Viel mehr gibt es momentan zu dem Thema Nachsorge und Krebserkrankung nicht zu berichten. Ich mache das Beste daraus und hoffe das ich irgendwann unbeschwert zu den Nachsorgeterminen gehen kann. Es gehört einfach zu meinem Leben und meine Aufgabe ist es, dies zu akzeptieren.

Life goes on


  1. beauty/beast

    11 Oktober

    Ich finde es wirklich unglaublich bewundernswert, wie du damit umgehst und auch das du deine Geschichte mit der Bloggerwelt teilst. Ich wünsche dir weiterhin ganz viel Kraft <3

  2. Lena Lämmert

    11 Oktober

    Hey Natalie,
    Schön, dass du deine Erlebnisse mit uns teilst! Und schön zu hören, dass sich bisher nichts neues gebildet hat. Ich drücke weiterhin die Daumen!
    Ich selbst hatte vor 5 1/2 Jahren Lymphdrüsenkrebs, das hieß dann 4 Monate Chemo mit allem was dazu gehört. Glücklicherweise hat die Chemo direkt angeschlagen, wodurch mir die Bestrahlung erspart blieb. Auch ich muss (mittlerweile nur noch einmal im Jahr) zur Nachsorge, und da hat man schon immer ein komisches Gefühl..
    Toitoitoi dir weiterhin, und wenn ich die Tage mal etwas Zeit habe, werde ich auf jeden Fall mal deine ganze Geschichte lesen 🙂
    Liebe Grüße, Lena

  3. Evy

    11 Oktober

    DAnke, dass du das für deine Leser aufgeschrieben hast 🙂 Du hast das so positiv aufgeschrieben 🙂 Und ja, manche Leute gehen einfach und man kann nix tun.

  4. Madlen

    14 Oktober

    Hey Natalie,

    ein toller Post bei dem mir so unendlich viele Tränen grad geflossen sind.
    Ich weiß nicht, ob du es mitbekommen hast über Facebook oder Instagram, aber du wusstest ja, dass mein Papa Lungenkrebs hatte. Vor 5 Wochen hat er den Kampf verloren 🙁 Die letzten zwei Monate waren echt schwer für uns alle, denn er pendelte immer zwischen daheim und Krankenhaus. Zuletzt im August war er austherapiert, man konnte nichts mehr tun. Zwei Wochen später hat ihn Gott erlöst!

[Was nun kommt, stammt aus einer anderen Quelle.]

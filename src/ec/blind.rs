//! Top-level scalar-multiplication dispatcher: generator detection,
//! projective and scalar blinding, and routing to the arbitrary-point or
//! generator ladder.

use crate::ec::context::{CurveContext, CurveKind};
use crate::ec::error::ScalarError;
use crate::ec::field::{FieldContext, FieldElement};
use crate::ec::kernel::ProjectiveCoords;
use crate::ec::ladder;
use crate::ec::p256;
use crate::ec::workplace::Workplace;

/// `k · p` with blinding applied when `seed != 0`, routed through the
/// generator ladder when `p` is the context's P-256 generator.
pub fn dispatch_scalar_mul(
    ctx: &CurveContext,
    p: &ProjectiveCoords,
    k: &[u8],
    seed: u64,
) -> Result<ProjectiveCoords, ScalarError> {
    let field = ctx.field();
    let mut wp = Workplace::new(field);

    if ctx.kind() == CurveKind::P256 && is_generator_point(ctx, p) {
        return p256::scalar_mul_generator(ctx, &mut wp, k);
    }

    if seed == 0 {
        return Ok(ladder::scalar_mul(ctx, &mut wp, p, k, seed));
    }

    let r = expand_seed(field, seed);
    let blinded = ProjectiveCoords {
        x: field.mul(&p.x, &r, wp.scratch()),
        y: field.mul(&p.y, &r, wp.scratch()),
        z: field.mul(&p.z, &r, wp.scratch()),
    };

    let low32 = seed as u32;
    let k_blinded = blind_scalar(k, ctx.order_bytes(), low32);
    Ok(ladder::scalar_mul(ctx, &mut wp, &blinded, &k_blinded, seed))
}

/// Exact-equality check against the context's canonical generator,
/// compared in affine form (not raw Montgomery limbs — see `SPEC_FULL.md`
/// §5.7 for why).
fn is_generator_point(ctx: &CurveContext, p: &ProjectiveCoords) -> bool {
    let field = ctx.field();
    let Some(generator) = &ctx.generator else {
        return false;
    };
    if field.is_zero(&p.z) {
        return false;
    }

    let mut scratch = vec![0u64; field.mul_scratch_len()];
    let z_inv = field.inv(&p.z);
    let x = field.mul(&p.x, &z_inv, &mut scratch);
    let y = field.mul(&p.y, &z_inv, &mut scratch);
    field.is_equal(&x, &generator.x) && field.is_equal(&y, &generator.y)
}

/// Derives a non-zero field factor from `seed` for projective blinding.
/// `seed` is an opaque 64-bit value; its internal entropy quality is the
/// caller's responsibility (the "SCA seed source" is an external
/// collaborator here, as in the source design).
fn expand_seed(field: &FieldContext, seed: u64) -> FieldElement {
    let byte_len = field.byte_len();
    let mut counter: u64 = 0;
    loop {
        let candidate = seed ^ counter.wrapping_mul(0x9E37_79B9_7F4A_7C15);
        let bytes = splitmix_fill(candidate, byte_len);
        if let Ok(fe) = field.from_bytes(&bytes) {
            if !field.is_zero(&fe) {
                return fe;
            }
        }
        counter = counter.wrapping_add(1);
    }
}

fn splitmix_fill(seed: u64, len: usize) -> Vec<u8> {
    let mut state = seed;
    let mut out = Vec::with_capacity(len + 8);
    while out.len() < len {
        state = state.wrapping_add(0x9E37_79B9_7F4A_7C15);
        let mut z = state;
        z = (z ^ (z >> 30)).wrapping_mul(0xBF58_476D_1CE4_E5B9);
        z = (z ^ (z >> 27)).wrapping_mul(0x94D0_49BB_1331_11EB);
        z ^= z >> 31;
        out.extend_from_slice(&z.to_be_bytes());
    }
    out.truncate(len);
    out
}

/// `k + r·n`, both big-endian, widened by two 64-bit words beyond
/// `max(k.len(), n.len())` per the source design.
fn blind_scalar(k: &[u8], n: &[u8], r: u32) -> Vec<u8> {
    let width = k.len().max(n.len()) + 16;
    let rn = mul_small_be(n, r as u64);
    add_be(&resize_be(k, width), &resize_be(&rn, width))
}

fn mul_small_be(value: &[u8], multiplier: u64) -> Vec<u8> {
    let mut out = vec![0u8; value.len() + 8];
    let mut carry: u128 = 0;
    for (i, &byte) in value.iter().rev().enumerate() {
        let prod = byte as u128 * multiplier as u128 + carry;
        let idx = out.len() - 1 - i;
        out[idx] = (prod & 0xff) as u8;
        carry = prod >> 8;
    }
    let mut idx = out.len() - value.len();
    while carry > 0 && idx > 0 {
        idx -= 1;
        let sum = out[idx] as u128 + (carry & 0xff);
        out[idx] = (sum & 0xff) as u8;
        carry = (carry >> 8) + (sum >> 8);
    }
    out
}

fn add_be(a: &[u8], b: &[u8]) -> Vec<u8> {
    let len = a.len().max(b.len()) + 1;
    let mut out = vec![0u8; len];
    let mut carry: u16 = 0;
    for i in 0..len {
        let av = if i < a.len() { a[a.len() - 1 - i] as u16 } else { 0 };
        let bv = if i < b.len() { b[b.len() - 1 - i] as u16 } else { 0 };
        let sum = av + bv + carry;
        out[len - 1 - i] = (sum & 0xff) as u8;
        carry = sum >> 8;
    }
    out
}

fn resize_be(bytes: &[u8], width: usize) -> Vec<u8> {
    if bytes.len() == width {
        bytes.to_vec()
    } else if bytes.len() > width {
        bytes[bytes.len() - width..].to_vec()
    } else {
        let mut out = vec![0u8; width];
        out[width - bytes.len()..].copy_from_slice(bytes);
        out
    }
}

    Die Angst, die du hier ganz und gar menschlich beschreibst, hatte mein Papa auch. Diese Angst trägt jeder in uns und irgendwann kommt sie nunmal zum Vorschein. Mein Papa musste deswegen starke Tabletten nehmen – auch Antidepressia. Und auch wenn er nun seinen Frieden hat, müssen wir mit den letzten zwei Jahren fertig werden. Wir haben mitgelitten, mitgekämpft, geweint, geflucht, waren wütend auf diesen Scheiß Krebs – und trotzdem nimmt er einem Menschen das Leben! Ich hoffe das die Medizin in dieser Hinsicht noch weiter forscht und es irgendwann nicht mehr dazukommen muss, dass der Betroffene und die Angehörigen so leiden müssen.

    Ich sag's ganz und gar ehrlich, ich bin mittlerweile fertig mit den Nerven und ich suche gerade schnellstmöglich nach einem Therapieplatz, denn ich habe das Gefühl ich brauche professionelle Hilfe im Bezug auf die letzten Jahre und das Verarbeiten der Trauer.

    Ich bin froh, dass es bei dir positiv weiter verläuft und das wünsche ich dir auch für die nächste Zeit. Bleib stark und sieh positiv in die Zukunft. Alles Gute! 🙂

    • natalieorlob

      14 Oktober

      Liebe Madlen, ja auf Instagram habe ich es mitbekommen. Ich habe ich aber bewusst nicht bei dir gemeldet, bei so einer schlimmen Situation ist es wie ich finde schwer die richtigen Worte zu finden und ich kann mir vorstellen, dass du lieber deine Ruhe wolltest. Es fällt Angehörigen ja auch schwer, wenn sie ständig wieder damit konfrontiert werden.
      Ich kann mir sehr gut vorstellen, dass du mit deinen Nerven am Ende bist, so eine Sache ist schrecklich und ich denke, für die Angehörigen genauso schlimm wie für die betreffende Person. Dein Papa hatte ja echt eine böse Version dieses scheiß Krebses und wenn man dann auch noch die Gewissheit hat, nichts tun zu können, beginnen schreckliche Wochen und Monate. Deswegen finde ich es super gut, dass du dir bewusst und klar bist, dass du Hilfe benötigst. Es gibt auch spezielle Therapien für die Trauerbewältigung bei Krebspatienten, hier sollte man recht schnell einen Platz bekommen.
      Und auch wenn es schwer fällt, Igel dich nicht ein, geh unter Leute und beginne wieder zu leben, sei egoistisch und denk auch mal an dich.
      Ich wünsche dir nur das Beste. 🙂

  5. San Dra

    15 Oktober

    Gugug,
    erst einmal ganz toller Post, den ich sehr ergreifend finde. Ich finde es unglaublich toll, wie stark du rüber kommst!!!!!
    Ich wünsche dir alles alles Gute und vorallem ganz ganz viel Gesundheit.